C’est de faire en sorte que les pouvoirs publics, mais aussi les coopératives, les instituts, garantissent que les données, qui sont le carburant de ces systèmes d’intelligence artificielle, restent contrôlées par ceux qui les produisent et ne soient pas sous l’emprise de plateformes qui pourraient devenir des prescripteurs et dicter ce qu’il faut faire à tout le monde. En même temps, il faut que ces données puissent être exploitées par tous : pas simple de concilier souveraineté et ouverture. Il est essentiel enfin que des standards soient établis pour que différents systèmes puissent se parler – c’est l’interopérabilité –, et enfin que ces systèmes aient des interfaces simples, que l’on puisse facilement comprendre et utiliser.
On dit que l’IA consomme beaucoup d’énergie…

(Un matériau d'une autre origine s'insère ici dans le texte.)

use std::fmt;
use std::rc::Rc;

use crate::descriptor::{self, MethodDescriptor};
use crate::instruction::{ArithOp, CompareKind, FieldRef, InvokeKind, MethodRef, ValueKind};
use crate::locals::LocalInstance;

/// Expression tree nodes for decompiled code.
///
/// Children are shared: duplicating a stack value copies the `Rc`, so one
/// node may hang under several parents.
#[derive(Debug, Clone, PartialEq)]
pub enum Expr {
    Null,
    Int(i32),
    Long(i64),
    Float(f32),
    Double(f64),
    Str(String),
    /// Class literal `Foo.class`.
    Class(String),
    Local(LocalInstance),
    StaticField(FieldRef),
    InstanceField {
        object: Rc<Expr>,
        field: FieldRef,
    },
    ArrayElement {
        array: Rc<Expr>,
        index: Rc<Expr>,
        kind: ValueKind,
    },
    ArrayLength(Rc<Expr>),
    Binary {
        op: ArithOp,
        kind: ValueKind,
        lhs: Rc<Expr>,
        rhs: Rc<Expr>,
    },
    Neg {
        kind: ValueKind,
        operand: Rc<Expr>,
    },
    /// Primitive conversion or `checkcast`; `ty` is a field descriptor.
    Cast {
        ty: String,
        value: Rc<Expr>,
    },
    InstanceOf {
        value: Rc<Expr>,
        ty: String,
    },
    /// Result of `lcmp`/`fcmp`/`dcmp`; only meaningful as a jump operand.
    NumberCompare {
        kind: CompareKind,
        lhs: Rc<Expr>,
        rhs: Rc<Expr>,
    },
    InvokeStatic {
        method: MethodRef,
        args: Vec<Rc<Expr>>,
    },
    InvokeInstance {
        kind: InvokeKind,
        receiver: Rc<Expr>,
        method: MethodRef,
        args: Vec<Rc<Expr>>,
    },
    InvokeDynamic {
        name: String,
        desc: String,
        args: Vec<Rc<Expr>>,
    },
    /// `new T(args)` once the constructor call has been seen.
    New {
        class: String,
        desc: String,
        args: Vec<Rc<Expr>>,
    },
    /// Result of `new T` still waiting for its `<init>` call.
    PendingNew(String),
    NewArray {
        component: String,
        size: Rc<Expr>,
        init: Option<Vec<Rc<Expr>>>,
    },
    NewMultiArray {
        desc: String,
        dims: Vec<Rc<Expr>>,
    },
    /// Collapsed `StringBuilder` chain.
    StringConcat(Vec<Rc<Expr>>),
    /// The exception object on the stack at a handler entry.
    CaughtException(Option<String>),
}

impl Expr {
    /// Best-known field descriptor of the value.
    pub fn descriptor(&self) -> Option<String> {
        let desc = match self {
            Expr::Null => return None,
            Expr::Int(_) => "I".to_string(),
            Expr::Long(_) => "J".to_string(),
            Expr::Float(_) => "F".to_string(),
            Expr::Double(_) => "D".to_string(),
            Expr::Str(_) | Expr::StringConcat(_) => "Ljava/lang/String;".to_string(),
            Expr::Class(_) => "Ljava/lang/Class;".to_string(),
            Expr::Local(local) => return local.descriptor.clone(),
            Expr::StaticField(field) | Expr::InstanceField { field, .. } => field.desc.clone(),
            Expr::ArrayElement { kind, .. } => match kind {
                ValueKind::Reference => return None,
                k => k.descriptor().to_string(),
            },
            Expr::ArrayLength(_) => "I".to_string(),
            Expr::Binary { kind, .. } | Expr::Neg { kind, .. } => kind.descriptor().to_string(),
            Expr::Cast { ty, .. } => ty.clone(),
            Expr::InstanceOf { .. } => "Z".to_string(),
            Expr::NumberCompare { .. } => "I".to_string(),
            Expr::InvokeStatic { method, .. } | Expr::InvokeInstance { method, .. } => {
                return MethodDescriptor::parse(&method.desc).ok().map(|d| d.ret);
            }
            Expr::InvokeDynamic { desc, .. } => {
                return MethodDescriptor::parse(desc).ok().map(|d| d.ret);
            }
            Expr::New { class, .. } | Expr::PendingNew(class) => format!("L{class};"),
            Expr::NewArray { component, .. } => format!("[{component}"),
            Expr::NewMultiArray { desc, .. } => desc.clone(),
            Expr::CaughtException(ty) => {
                format!("L{};", ty.as_deref().unwrap_or("java/lang/Throwable"))
            }
        };
        Some(desc)
    }

    /// Takes two stack slots.
    pub fn is_wide(&self) -> bool {
        self.descriptor().is_some_and(|d| descriptor::is_wide(&d))
    }

    /// Known to be an int-like value rather than a boolean.
    pub fn is_int_like(&self) -> bool {
        self.descriptor().is_some_and(|d| descriptor::is_int_like(&d))
    }

    /// Method calls and object construction; the only values worth keeping
    /// as a statement when discarded.
    pub fn is_invocation(&self) -> bool {
        matches!(
            self,
            Expr::InvokeStatic { .. }
                | Expr::InvokeInstance { .. }
                | Expr::InvokeDynamic { .. }
                | Expr::New { .. }
        )
    }

    /// Whether `local` is read anywhere inside this expression.
    pub fn references_local(&self, local: &LocalInstance) -> bool {
        match self {
            Expr::Local(l) => l == local,
            Expr::InstanceField { object: e, .. }
            | Expr::ArrayLength(e)
            | Expr::Neg { operand: e, .. }
            | Expr::Cast { value: e, .. }
            | Expr::InstanceOf { value: e, .. } => e.references_local(local),
            Expr::ArrayElement { array, index, .. } => {
                array.references_local(local) || index.references_local(local)
            }
            Expr::Binary { lhs, rhs, .. } | Expr::NumberCompare { lhs, rhs, .. } => {
                lhs.references_local(local) || rhs.references_local(local)
            }
            Expr::InvokeInstance { receiver, args, .. } => {
                receiver.references_local(local) || any_references(args, local)
            }
            Expr::InvokeStatic { args, .. }
            | Expr::InvokeDynamic { args, .. }
            | Expr::New { args, .. }
            | Expr::StringConcat(args)
            | Expr::NewMultiArray { dims: args, .. } => any_references(args, local),
            Expr::NewArray { size, init, .. } => {
                size.references_local(local)
                    || init.as_deref().is_some_and(|xs| any_references(xs, local))
            }
            _ => false,
        }
    }
}

fn any_references(exprs: &[Rc<Expr>], local: &LocalInstance) -> bool {
    exprs.iter().any(|e| e.references_local(local))
}

fn write_args(f: &mut fmt::Formatter<'_>, args: &[Rc<Expr>]) -> fmt::Result {
    for (i, a) in args.iter().enumerate() {
        if i > 0 {
            f.write_str(", ")?;
        }
        write!(f, "{a}")?;
    }
    Ok(())
}

fn simple_name(internal: &str) -> &str {
    internal.rsplit('/').next().unwrap_or(internal)
}

impl fmt::Display for Expr {
    fn fmt(&self, f: &mut fmt::Formatter<'_>) -> fmt::Result {
        match self {
            Expr::Null => f.write_str("null"),
            Expr::Int(v) => write!(f, "{v}"),
            Expr::Long(v) => write!(f, "{v}L"),
            Expr::Float(v) => write!(f, "{v}F"),
            Expr::Double(v) => write!(f, "{v}D"),
            Expr::Str(s) => write!(f, "{s:?}"),
            Expr::Class(c) => write!(f, "{}.class", descriptor::type_name(c)),
            Expr::Local(l) => write!(f, "{l}"),
            Expr::StaticField(field) => write!(f, "{}.{}", simple_name(&field.owner), field.name),
            Expr::InstanceField { object, field } => write!(f, "{object}.{}", field.name),
            Expr::ArrayElement { array, index, .. } => write!(f, "{array}[{index}]"),
            Expr::ArrayLength(a) => write!(f, "{a}.length"),
            Expr::Binary { op, lhs, rhs, .. } => write!(f, "({lhs} {op} {rhs})"),
            Expr::Neg { operand, .. } => write!(f, "-{operand}"),
            Expr::Cast { ty, value } => write!(f, "(({}) {value})", descriptor::type_name(ty)),
            Expr::InstanceOf { value, ty } => {
                write!(f, "{value} instanceof {}", descriptor::type_name(ty))
            }
            Expr::NumberCompare { lhs, rhs, .. } => write!(f, "compare({lhs}, {rhs})"),
            Expr::InvokeStatic { method, args } => {
                write!(f, "{}.{}(", simple_name(&method.owner), method.name)?;
                write_args(f, args)?;
                f.write_str(")")
            }
            Expr::InvokeInstance {
                receiver,
                method,
                args,
                ..
            } => {
                write!(f, "{receiver}.{}(", method.name)?;
                write_args(f, args)?;
                f.write_str(")")
            }
            Expr::InvokeDynamic { name, args, .. } => {
                write!(f, "{name}(")?;
                write_args(f, args)?;
                f.write_str(")")
            }
            Expr::New { class, args, .. } => {
                write!(f, "new {}(", descriptor::type_name(class))?;
                write_args(f, args)?;
                f.write_str(")")
            }
            Expr::PendingNew(class) => write!(f, "new {}", descriptor::type_name(class)),
            Expr::NewArray {
                component,
                size,
                init,
            } => match init {
                Some(values) => {
                    write!(f, "new {}[] {{", descriptor::type_name(component))?;
                    write_args(f, values)?;
                    f.write_str("}")
                }
                None => write!(f, "new {}[{size}]", descriptor::type_name(component)),
            },
            Expr::NewMultiArray { desc, dims } => {
                let mut elem = desc.as_str();
                for _ in dims {
                    elem = elem.strip_prefix('[').unwrap_or(elem);
                }
                write!(f, "new {}", descriptor::type_name(elem))?;
                for d in dims {
                    write!(f, "[{d}]")?;
                }
                Ok(())
            }
            Expr::StringConcat(parts) => {
                for (i, p) in parts.iter().enumerate() {
                    if i > 0 {
                        f.write_str(" + ")?;
                    }
                    write!(f, "{p}")?;
                }
                Ok(())
            }
            Expr::CaughtException(_) => f.write_str("<caught>"),
        }
    }
}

On peut espérer qu’il résulte davantage de gains issus de l’IA que d’inconvénients. Mais il ne faut pas se leurrer. Même s’il existe plein de programmes de recherche pour essayer de limiter cette consommation, les systèmes d’IA nécessitent des moyens informatiques colossaux. Si le cloud était un pays, ce serait le 5e plus grand consommateur d’électricité au monde. En France, 15 % de l’électricité consommée l’est pour le numérique.